Start of Records for this task
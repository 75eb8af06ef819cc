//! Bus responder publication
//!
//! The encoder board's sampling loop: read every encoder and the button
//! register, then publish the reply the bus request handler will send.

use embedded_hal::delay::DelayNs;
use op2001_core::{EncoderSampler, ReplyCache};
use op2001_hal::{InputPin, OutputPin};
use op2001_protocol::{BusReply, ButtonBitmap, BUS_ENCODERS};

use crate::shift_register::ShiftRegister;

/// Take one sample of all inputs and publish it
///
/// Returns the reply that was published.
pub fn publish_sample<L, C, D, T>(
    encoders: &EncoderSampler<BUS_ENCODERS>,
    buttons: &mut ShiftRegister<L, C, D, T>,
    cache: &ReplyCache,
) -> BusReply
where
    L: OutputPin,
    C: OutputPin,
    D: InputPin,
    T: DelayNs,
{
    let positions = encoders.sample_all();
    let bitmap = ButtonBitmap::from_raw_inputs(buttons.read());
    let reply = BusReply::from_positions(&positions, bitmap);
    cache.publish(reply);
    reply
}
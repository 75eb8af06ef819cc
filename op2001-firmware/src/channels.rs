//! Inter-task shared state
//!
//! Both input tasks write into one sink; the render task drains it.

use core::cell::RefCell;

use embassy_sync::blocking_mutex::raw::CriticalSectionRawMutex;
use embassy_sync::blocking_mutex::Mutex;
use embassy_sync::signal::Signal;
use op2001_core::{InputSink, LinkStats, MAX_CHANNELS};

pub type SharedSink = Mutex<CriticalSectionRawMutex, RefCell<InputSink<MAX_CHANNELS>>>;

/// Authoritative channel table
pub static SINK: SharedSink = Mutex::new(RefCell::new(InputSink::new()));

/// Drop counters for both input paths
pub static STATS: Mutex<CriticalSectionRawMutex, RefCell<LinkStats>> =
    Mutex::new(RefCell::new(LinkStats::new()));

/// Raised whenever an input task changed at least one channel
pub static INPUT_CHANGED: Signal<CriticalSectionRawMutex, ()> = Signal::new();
End of Records for this task
§ **Work task**
In how many lines of the data does the string "Signal" appear? Only the number should be given.

§ **Answer below**
2